DÉROULEMENT DES DÉBATS
A l’audience publique, le juge des libertés et de la détention a procédé au rappel de l’identité des parties ;
Après avoir rappelé à la personne retenue les droits qui lui sont reconnus par le code de l’entrée et du séjour des étrangers et du droit d’asile pendant sa rétention et l’avoir informée des possibilités et des délais de recours contre toutes décisions le concernant ;
L’intéressé a été entendu en ses explications ;
Le représentant du préfet a été entendu en ses observations ;
L’avocat a été entendu en sa plaidoirie ;
Le représentant du préfet ayant répondu à l’avocat ;
L’étranger ayant eu la parole en dernier ;
EXPOSE DU LITIGE
Par décision en date du 16 janvier 2024 notifiée le même jour à 16 heures 35, l’autorité administrative a ordonné le placement de [L] [Z] né le 25 décembre 2002 à [Localité 2] (Guinée) de nationalité guinéenne en rétention dans des locaux ne relevant pas de l’administration pénitentiaire.
I - La contestation de la décision de placement en rétention (art L741-10 du ceseda)
Par requête en date du 18 janvier 2024, reçue le même jour à 21 heures 06, le conseil de [L] [Z] a saisi le juge des libertés et de la détention aux fins de contester la régularité de la décision de placement en rétention administrative.
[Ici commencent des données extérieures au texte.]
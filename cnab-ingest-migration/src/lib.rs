pub use sea_orm_migration::prelude::*;
use sea_orm_migration::sea_orm::{Statement, TransactionTrait};

mod m20240101_000001_create_file_uploads;
mod m20240101_000002_create_file_upload_line_hashes;
mod m20240101_000003_create_transactions;
mod m20240101_000004_create_queue_tables;
mod m20240101_000005_create_distributed_locks;

pub struct Migrator;

#[async_trait::async_trait]
impl MigratorTrait for Migrator {
    fn migrations() -> Vec<Box<dyn MigrationTrait>> {
        vec![
            Box::new(m20240101_000001_create_file_uploads::Migration),
            Box::new(m20240101_000002_create_file_upload_line_hashes::Migration),
            Box::new(m20240101_000003_create_transactions::Migration),
            Box::new(m20240101_000004_create_queue_tables::Migration),
            Box::new(m20240101_000005_create_distributed_locks::Migration),
        ]
    }
}

pub async fn from_sql(manager: &SchemaManager<'_>, content: &str) -> Result<(), DbErr> {
    let stmnts: Vec<&str> = content.split(';').filter(|s| !s.trim().is_empty()).collect();
    let txn = manager.get_connection().begin().await?;
    for st in stmnts.into_iter() {
        txn.execute(Statement::from_string(
            manager.get_database_backend(),
            st.to_string(),
        ))
        .await
        .map_err(|e| DbErr::Migration(format!("{e}\nQuery: {st}")))?;
    }
    txn.commit().await
}
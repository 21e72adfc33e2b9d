use sea_orm_migration::prelude::*;

#[derive(DeriveMigrationName)]
pub struct Migration;

#[async_trait::async_trait]
impl MigrationTrait for Migration {
    async fn up(&self, manager: &SchemaManager) -> Result<(), DbErr> {
        let sql = r#"
            CREATE TABLE "transactions" (
                "id" bigserial PRIMARY KEY,
                "file_upload_id" uuid NOT NULL REFERENCES "file_uploads" ("id"),
                "idempotency_key" text NOT NULL,
                "line_index" bigint NOT NULL,
                "bank_code" text NOT NULL,
                "cpf_cnpj" text NOT NULL,
                "nature_code" smallint NOT NULL,
                "amount_cents" bigint NOT NULL,
                "card" text NOT NULL,
                "store_owner" text NOT NULL,
                "store_name" text NOT NULL,
                "transaction_date" date NOT NULL,
                "transaction_time" time NOT NULL,
                "created_at" timestamptz NOT NULL DEFAULT now()
            );

            CREATE UNIQUE INDEX "transactions_idempotency_key_key" ON "transactions" ("idempotency_key");
            CREATE INDEX "transactions_file_upload_id_idx" ON "transactions" ("file_upload_id");

            COMMENT ON TABLE "transactions" IS 'One row per successfully parsed CNAB line';
        "#;
        crate::from_sql(manager, sql).await
    }

    async fn down(&self, manager: &SchemaManager) -> Result<(), DbErr> {
        let sql = r#"DROP TABLE "transactions";"#;
        crate::from_sql(manager, sql).await
    }
}
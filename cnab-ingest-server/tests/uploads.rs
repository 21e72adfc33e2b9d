mod common;

use cnab_ingest_entity::sea_orm_active_enums::FileUploadStatus;
use common::{cnab_line, spawn_server, test_db, test_settings, upload_form};
use pretty_assertions::assert_eq;
use serde_json::Value;

#[tokio::test]
#[ignore = "needs postgres and an s3-compatible object store"]
async fn upload_then_list_then_get_round_trip() {
    let db = test_db("cnab_ingest_server_upload_round_trip").await;
    let (settings, base) = test_settings(&db, |settings| {
        settings.object_store.create_bucket = true;
        settings.ingest.synchronous_processing = true;
        settings.ingest.checkpoint_interval = 1;
    });
    spawn_server(settings, &base).await;

    let contents = format!(
        "{}\n{}\n",
        cnab_line(1, 10_000, "11111111111"),
        cnab_line(2, 5_000, "22222222222"),
    );

    let client = reqwest::Client::new();
    let response = client
        .post(base.join("/api/v1/transactions/upload").unwrap())
        .multipart(upload_form("statement.txt", contents))
        .send()
        .await
        .expect("upload request failed");

    assert_eq!(response.status(), reqwest::StatusCode::OK);
    let body: Value = response.json().await.unwrap();
    assert_eq!(body["transaction_count"], 2);
    assert_eq!(body["failed_line_count"], 0);
    assert_eq!(body["skipped_line_count"], 0);
    assert_eq!(body["upload"]["status"], "success");

    let upload_id = body["upload"]["id"].as_str().unwrap().to_string();

    let list: Value = client
        .get(base.join("/api/v1/transactions/uploads").unwrap())
        .send()
        .await
        .unwrap()
        .json()
        .await
        .unwrap();
    assert_eq!(list["total_items"], 1);
    assert_eq!(list["items"][0]["id"], upload_id);

    let fetched: Value = client
        .get(
            base.join(&format!("/api/v1/transactions/uploads/{upload_id}"))
                .unwrap(),
        )
        .send()
        .await
        .unwrap()
        .json()
        .await
        .unwrap();
    assert_eq!(fetched["id"], upload_id);
    assert_eq!(fetched["processed_line_count"], 2);
    assert_eq!(fetched["status"], serde_json::to_value(FileUploadStatus::Success).unwrap());
}

#[tokio::test]
#[ignore = "needs postgres and an s3-compatible object store"]
async fn upload_missing_file_field_is_rejected() {
    let db = test_db("cnab_ingest_server_upload_missing_field").await;
    let (settings, base) = test_settings(&db, |_| {});
    spawn_server(settings, &base).await;

    let form = reqwest::multipart::Form::new().text("not_file", "irrelevant");
    let response = reqwest::Client::new()
        .post(base.join("/api/v1/transactions/upload").unwrap())
        .multipart(form)
        .send()
        .await
        .unwrap();

    assert_eq!(response.status(), reqwest::StatusCode::BAD_REQUEST);
    let problem: Value = response.json().await.unwrap();
    assert_eq!(problem["status"], 400);
}

#[tokio::test]
#[ignore = "needs postgres and an s3-compatible object store"]
async fn upload_with_wrong_extension_is_rejected_as_unsupported_media_type() {
    let db = test_db("cnab_ingest_server_upload_bad_extension").await;
    let (settings, base) = test_settings(&db, |_| {});
    spawn_server(settings, &base).await;

    let response = reqwest::Client::new()
        .post(base.join("/api/v1/transactions/upload").unwrap())
        .multipart(upload_form("statement.csv", cnab_line(1, 100, "11111111111")))
        .send()
        .await
        .unwrap();

    assert_eq!(response.status(), reqwest::StatusCode::UNSUPPORTED_MEDIA_TYPE);
}
use sea_orm::entity::prelude::*;

#[derive(Clone, Debug, PartialEq, DeriveEntityModel, Eq)]
#[sea_orm(table_name = "file_upload_line_hashes")]
pub struct Model {
    #[sea_orm(primary_key)]
    pub id: i64,
    pub file_upload_id: Uuid,
    pub line_hash: String,
    pub line_content: String,
    pub processed_at: DateTimeWithTimeZone,
}

#[derive(Copy, Clone, Debug, EnumIter, DeriveRelation)]
pub enum Relation {
    #[sea_orm(
        belongs_to = "super::file_uploads::Entity",
        from = "Column::FileUploadId",
        to = "super::file_uploads::Column::Id"
    )]
    FileUpload,
}

impl Related<super::file_uploads::Entity> for Entity {
    fn to() -> RelationDef {
        Relation::FileUpload.def()
    }
}

impl ActiveModelBehavior for ActiveModel {}
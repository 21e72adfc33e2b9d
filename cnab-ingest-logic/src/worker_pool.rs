//! Worker pool (C11) — the hosted loop that consumes the queue, acquires
//! the per-upload lock, and drives the line processor with retry,
//! checkpointing, and dead-lettering.
//!
//! Each worker fiber is an infinite loop (§4.11): dequeue, lock, process,
//! ack. The inner per-batch fan-out over up to `ParallelWorkers` lines uses
//! `buffer_unordered`, the same concurrency-capped-sink shape the teacher's
//! indexer loop uses for its own job stream.

use futures::{stream, StreamExt};
use sea_orm::DatabaseConnection;
use std::{sync::Arc, time::Duration};
use tokio_util::sync::CancellationToken;
use uuid::Uuid;

use crate::{
    checkpoint::CheckpointManager,
    line_processor::{LineOutcome, LineProcessor},
    lock::DistributedLock,
    object_store::ObjectStore,
    queue::Queue,
    settings::IngestSettings,
    tracker::UploadTracker,
    transaction_store::TransactionStore,
};
use cnab_ingest_entity::sea_orm_active_enums::FileUploadStatus;

pub struct WorkerPool {
    db: DatabaseConnection,
    tracker: Arc<UploadTracker>,
    queue: Arc<Queue>,
    lock: Arc<DistributedLock>,
    object_store: Arc<ObjectStore>,
    settings: IngestSettings,
}

impl WorkerPool {
    pub fn new(
        db: DatabaseConnection,
        tracker: Arc<UploadTracker>,
        queue: Arc<Queue>,
        lock: Arc<DistributedLock>,
        object_store: Arc<ObjectStore>,
        settings: IngestSettings,
    ) -> Self {
        Self {
            db,
            tracker,
            queue,
            lock,
            object_store,
            settings,
        }
    }

    /// Spawns `worker_count` fibers and returns once every one of them has
    /// observed `shutdown` and exited. A worker fiber never returns early on
    /// its own; the only way out is the cancellation token.
    pub async fn run(self: Arc<Self>, shutdown: CancellationToken) {
        self.queue
            .init_consumer_group(&self.settings.consumer_group)
            .await
            .ok();

        let mut handles = Vec::with_capacity(self.settings.worker_count as usize);
        for worker_index in 0..self.settings.worker_count {
            let pool = self.clone();
            let shutdown = shutdown.clone();
            let consumer_id = format!("worker-{worker_index}");
            handles.push(tokio::spawn(async move {
                pool.worker_loop(consumer_id, shutdown).await;
            }));
        }

        for handle in handles {
            let _ = handle.await;
        }
    }

    async fn worker_loop(&self, consumer_id: String, shutdown: CancellationToken) {
        loop {
            if shutdown.is_cancelled() {
                return;
            }

            let dequeued = tokio::select! {
                biased;
                _ = shutdown.cancelled() => return,
                result = self.queue.dequeue(&self.settings.consumer_group) => result,
            };

            let message = match dequeued {
                Ok(Some(message)) => message,
                Ok(None) => {
                    tokio::select! {
                        biased;
                        _ = shutdown.cancelled() => return,
                        _ = tokio::time::sleep(self.settings.dequeue_poll_interval) => continue,
                    }
                }
                Err(err) => {
                    tracing::warn!(error = ?err, consumer_id, "dequeue failed, backing off");
                    tokio::time::sleep(self.settings.dequeue_poll_interval).await;
                    continue;
                }
            };

            let lock_key = format!("upload:processing:{}", message.file_upload_id);
            let upload_id = message.file_upload_id;
            let storage_path = message.storage_path.clone();
            let retry_count = message.retry_count;

            let outcome = self
                .lock
                .with_lock(&lock_key, self.settings.processing_timeout, || {
                    self.process_one(upload_id, storage_path, retry_count)
                })
                .await;

            match outcome {
                Ok(Some(_)) => {
                    if let Err(err) = self.queue.ack(&self.settings.consumer_group, message.message_id).await {
                        tracing::warn!(error = ?err, upload_id = %upload_id, "failed to ack processed message");
                    }
                }
                Ok(None) => {
                    tracing::info!(upload_id = %upload_id, "upload already locked by another worker, skipping");
                }
                Err(err) => {
                    tracing::error!(error = ?err, upload_id = %upload_id, "upload processing failed after all retries");
                    self.queue
                        .move_to_dlq(message.message_id, upload_id, &err.to_string(), retry_count)
                        .await
                        .ok();
                    self.tracker
                        .update_processing_failure(upload_id, &err.to_string(), retry_count)
                        .await
                        .ok();
                }
            }
        }
    }

    /// Runs the full message-level processing with its own bounded retry
    /// budget (`max_message_retries`, exponential backoff), returning `Ok`
    /// once the upload reaches a terminal state or `Err` once retries are
    /// exhausted (the caller dead-letters on `Err`).
    async fn process_one(
        &self,
        upload_id: Uuid,
        storage_path: String,
        mut retry_count: i32,
    ) -> Result<(i64, i64, i64), crate::error::IngestError> {
        let mut attempt = 0u32;
        loop {
            match self
                .process_one_attempt(upload_id, &storage_path, retry_count)
                .await
            {
                Ok(counts) => return Ok(counts),
                Err(err) => {
                    attempt += 1;
                    retry_count += 1;
                    if attempt >= self.settings.max_message_retries {
                        return Err(err);
                    }
                    tracing::warn!(error = ?err, upload_id = %upload_id, attempt, "processOne failed, retrying");
                    let delay = self.settings.base_retry_delay_ms
                        * u64::from(
                            self.settings
                                .retry_backoff_multiplier
                                .saturating_pow(attempt.saturating_sub(1)),
                        );
                    tokio::time::sleep(Duration::from_millis(delay)).await;
                }
            }
        }
    }

    async fn process_one_attempt(
        &self,
        upload_id: Uuid,
        storage_path: &str,
        retry_count: i32,
    ) -> Result<(i64, i64, i64), crate::error::IngestError> {
        self.tracker
            .update_processing_status(upload_id, FileUploadStatus::Processing, retry_count)
            .await?;

        let bytes = download_with_retries(&self.object_store, storage_path, 3).await?;

        let upload = self
            .tracker
            .get(upload_id)
            .await?
            .ok_or(crate::error::IngestError::NotFound { upload_id })?;
        let start_from_line = upload.last_checkpoint_line as u64;
        let file_hash = upload.file_hash.clone();

        let text = String::from_utf8_lossy(&bytes).into_owned();
        let lines: Vec<&str> = split_lines(&text);
        let total_line_count = lines.len() as i64;
        if upload.total_line_count.is_none() {
            self.tracker
                .set_total_line_count(upload_id, total_line_count)
                .await?;
        }

        let mut processed = upload.processed_line_count;
        let mut failed = upload.failed_line_count;
        let mut skipped = upload.skipped_line_count;
        let mut highest_contiguous = upload.last_checkpoint_line;

        // Lines already committed before a crash that happened between
        // checkpoints: the loop below re-walks them from `start_from_line`
        // onward, and without this set they'd hit the line-hash dedup check
        // and come back `Skipped` instead of being recognized as the
        // `Success` they already are.
        let committed = TransactionStore::committed_line_indices(&self.db, upload_id).await?;

        let processor = LineProcessor {
            tracker: &self.tracker,
            db: &self.db,
            max_retries: self.settings.max_retry_per_line,
            retry_delay: Duration::from_millis(self.settings.retry_delay_ms),
        };

        let batch_size = self.settings.parallel_workers as usize;
        let mut index = start_from_line as usize;
        while index < lines.len() {
            let previous_total = (processed + failed + skipped) as u64;
            let end = (index + batch_size).min(lines.len());
            let batch: Vec<(usize, &str)> = (index..end).map(|i| (i, lines[i])).collect();

            let results: Vec<(usize, LineOutcome)> = stream::iter(batch)
                .map(|(i, line)| {
                    let processor = &processor;
                    let file_hash = &file_hash;
                    let committed = &committed;
                    async move {
                        if committed.contains(&(i as i64)) {
                            return (i, LineOutcome::Success);
                        }
                        let outcome = processor
                            .process_line(line.as_bytes(), i as u64, upload_id, file_hash)
                            .await;
                        (i, outcome)
                    }
                })
                .buffer_unordered(batch_size.max(1))
                .collect()
                .await;

            for (_, outcome) in &results {
                match outcome {
                    LineOutcome::Success => processed += 1,
                    LineOutcome::Skipped => skipped += 1,
                    LineOutcome::Failed => failed += 1,
                }
            }
            highest_contiguous = end as i64;

            let total_so_far = (processed + failed + skipped) as u64;
            if CheckpointManager::should_save(
                previous_total,
                total_so_far,
                self.settings.checkpoint_interval,
            ) {
                CheckpointManager::save(
                    &self.tracker,
                    upload_id,
                    highest_contiguous,
                    processed,
                    failed,
                    skipped,
                )
                .await;
            }

            index = end;
        }

        self.tracker.commit_line_hashes().await?;
        self.tracker
            .update_processing_result(upload_id, processed, failed, skipped)
            .await?;

        Ok((processed, failed, skipped))
    }

    /// Drives a single upload's `processOne` code path inline, bypassing the
    /// queue dequeue and the distributed lock — the "synchronous"
    /// compatibility mode of §4.10 step 9, reserved for test environments
    /// where a single process is the only writer for a given upload anyway.
    /// Returns the final `(processed, failed, skipped)` counts so the caller
    /// can choose between `200 OK` and `422 Unprocessable Content`.
    pub async fn process_inline(
        &self,
        upload_id: Uuid,
        storage_path: &str,
    ) -> Result<(i64, i64, i64), crate::error::IngestError> {
        self.process_one(upload_id, storage_path.to_string(), 0)
            .await
    }
}

async fn download_with_retries(
    object_store: &ObjectStore,
    storage_path: &str,
    attempts: u32,
) -> Result<Vec<u8>, crate::error::IngestError> {
    let mut last_err = None;
    for attempt in 0..attempts {
        match object_store.get(storage_path).await {
            Ok(bytes) => return Ok(bytes),
            Err(err) => {
                tracing::warn!(error = ?err, storage_path, attempt, "blob download failed, retrying");
                last_err = Some(err);
                tokio::time::sleep(Duration::from_millis(500 * 2u64.pow(attempt))).await;
            }
        }
    }
    Err(last_err.expect("loop runs at least once"))
}

/// Splits on `\r\n|\r|\n`; trailing empty lines are ignored, per §6.
///
/// A plain `str::split('\n')` followed by trimming a trailing `\r` does not
/// treat a lone `\r` (not immediately followed by `\n`) as its own line
/// break, so this walks the bytes directly. Safe because `\r`/`\n` are
/// single-byte ASCII and the wire format is byte-positional anyway (§4.2).
fn split_lines(text: &str) -> Vec<&str> {
    let bytes = text.as_bytes();
    let mut lines = Vec::new();
    let mut start = 0;
    let mut i = 0;
    while i < bytes.len() {
        match bytes[i] {
            b'\r' => {
                lines.push(&text[start..i]);
                i += if bytes.get(i + 1) == Some(&b'\n') { 2 } else { 1 };
                start = i;
            }
            b'\n' => {
                lines.push(&text[start..i]);
                i += 1;
                start = i;
            }
            _ => i += 1,
        }
    }
    lines.push(&text[start..]);

    while lines.last().is_some_and(|line| line.is_empty()) {
        lines.pop();
    }
    lines
}

#[cfg(test)]
mod tests {
    use super::*;

    #[test]
    fn splits_on_all_line_ending_styles() {
        assert_eq!(split_lines("a\r\nb\rc\nd"), vec!["a", "b", "c", "d"]);
    }

    #[test]
    fn trailing_empty_lines_are_dropped() {
        assert_eq!(split_lines("a\nb\n\n\n"), vec!["a", "b"]);
    }

    #[test]
    fn interior_blank_lines_are_kept() {
        assert_eq!(split_lines("a\n\nb"), vec!["a", "", "b"]);
    }
}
A l’audience le conseil de [L] [Z] soutient le moyen suivant : défaut de motivation du placement au LRA de [Localité 1].
II - La requête en prolongation de la rétention (art L742-1 du ceseda)
Par requête en date du 17 janvier 2024, reçue au greffe le même jour à 14 heures 54, l’autorité administrative a saisi le juge des libertés et de la détention aux fins de voir ordonner la prolongation de la rétention pour une durée de vingt-huit jours.
Le conseil de [L] [Z] sollicite le rejet de la prolongation de la rétention mais n’a pas de moyen à faire valoir.
***
Il convient de statuer en une seule et même décision sur ces deux demandes dont la jonction sera ordonnée.
MOTIFS DE LA DÉCISION
I - Sur la décision de placement en rétention
Sur le défaut de motivation du placement au LRA de [Localité 1] :
L’article R744-8 du code de l’entrée et du séjour des étrangers et du droit d’asile que “lorsqu'en raison de circonstances particulières, notamment de temps ou de lieu, des étrangers retenus en application du présent titre ne peuvent être placés immédiatement dans un centre de rétention administrative, le préfet peut les placer dans des locaux adaptés à cette fin, dénommés " locaux de rétention administrative " régis par la présente sous-section”.
En l’espèce l’arrêté de placement en rétention notifié le 16 janvier 2024 ne mentionne même pas l’orientation au LRA de [Localité 1]-[Localité 4] dans sa motivation de sorte qu’il n’y a aucune précision des circonstances particulières qui ont conduit à cette orientation et aucun autre élément de la procédure n’explique cette orientation. Il s’agit d’une atteinte aux droits de l’étranger puisque l’orientation en centre de rétention est le principe et celle en local de rétention l’exception. En conséquence la décision de placement en rétention sera déclarée irrégulière.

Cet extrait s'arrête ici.